### TASK DETAILS:
Your task is to repeat the entries exactly from their first line through the line with "a bounded worker", and to stop there.

Collected data entries:
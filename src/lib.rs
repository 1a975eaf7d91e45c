//! # artifact-mirror
//!
//! Concurrent, resumable bulk exporter for binary artifact repositories.
//!
//! Points at a Nexus-style repository service, discovers every asset through
//! the paginated listing API, downloads each one through a bounded worker
//! pool, verifies it against the reported checksum, and checkpoints progress
//! so an interrupted export resumes without re-downloading finished work.
//!
//! ## Design Philosophy
//!
//! - **Resumable by default** - progress is checkpointed throughout; killing
//!   the process is a supported way to stop
//! - **Partial-failure isolation** - one bad asset or listing page never
//!   aborts the run
//! - **Library-first** - no CLI or UI, purely a Rust crate for embedding
//! - **Event-driven** - consumers subscribe to events, no polling required
//!
//! ## Quick Start
//!
//! ```no_run
//! use artifact_mirror::{Config, RepositoryExporter};
//!
//! #[tokio::main]
//! async fn main() -> Result<(), Box<dyn std::error::Error>> {
//!     let config = Config::new("http://nexus.example.com:8081", "./exports");
//!     let exporter = RepositoryExporter::new(config, "libs-release")?;
//!
//!     // Subscribe to events
//!     let mut events = exporter.subscribe();
//!     tokio::spawn(async move {
//!         while let Ok(event) = events.recv().await {
//!             println!("Event: {:?}", event);
//!         }
//!     });
//!
//!     let report = exporter.export().await?;
//!     println!(
//!         "Exported {} of {} assets",
//!         report.assets_processed, report.assets_found
//!     );
//!     Ok(())
//! }
//! ```

#![warn(missing_docs)]
#![warn(clippy::all)]
#![warn(clippy::unwrap_used)]
#![warn(clippy::expect_used)]

/// Durable checkpoint and completion marker persistence
pub mod checkpoint;
/// Checksum computation and verification
pub mod checksum;
/// HTTP access to the remote repository service
pub mod client;
/// Configuration types
pub mod config;
/// Export-all driver looping over every eligible repository
pub mod driver;
/// The export engine (coordinator, worker pool, discovery and download tasks)
pub mod engine;
/// Error types
pub mod error;
/// Safe resolution of remote asset paths
pub mod paths;
/// Retry logic with exponential backoff
pub mod retry;
/// Latest-version selection
pub mod selection;
/// Core types and events
pub mod types;

// Re-export commonly used types
pub use checkpoint::{Checkpoint, CheckpointStore};
pub use client::RemoteClient;
pub use config::{Config, DriverConfig, ExportConfig, RemoteConfig, RetryConfig};
pub use driver::{ExportAllSummary, export_all};
pub use engine::RepositoryExporter;
pub use error::{Error, Result};
pub use types::{
    AssetChecksum, AssetDescriptor, AssetId, AssetSelection, CompletionMarker, CompletionPolicy,
    Event, ExportOutcome, ExportReport, ListingMode, ListingSource, RepositoryDescriptor,
};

### SOLUTION:
filename src/lib.rs
repository 1a975eaf7d91e45c
//! # artifact-mirror
//!
//! Concurrent, resumable bulk exporter for binary artifact repositories.
//!
//! Points at a Nexus-style repository service, discovers every asset through
//! the paginated listing API, downloads each one through a bounded worker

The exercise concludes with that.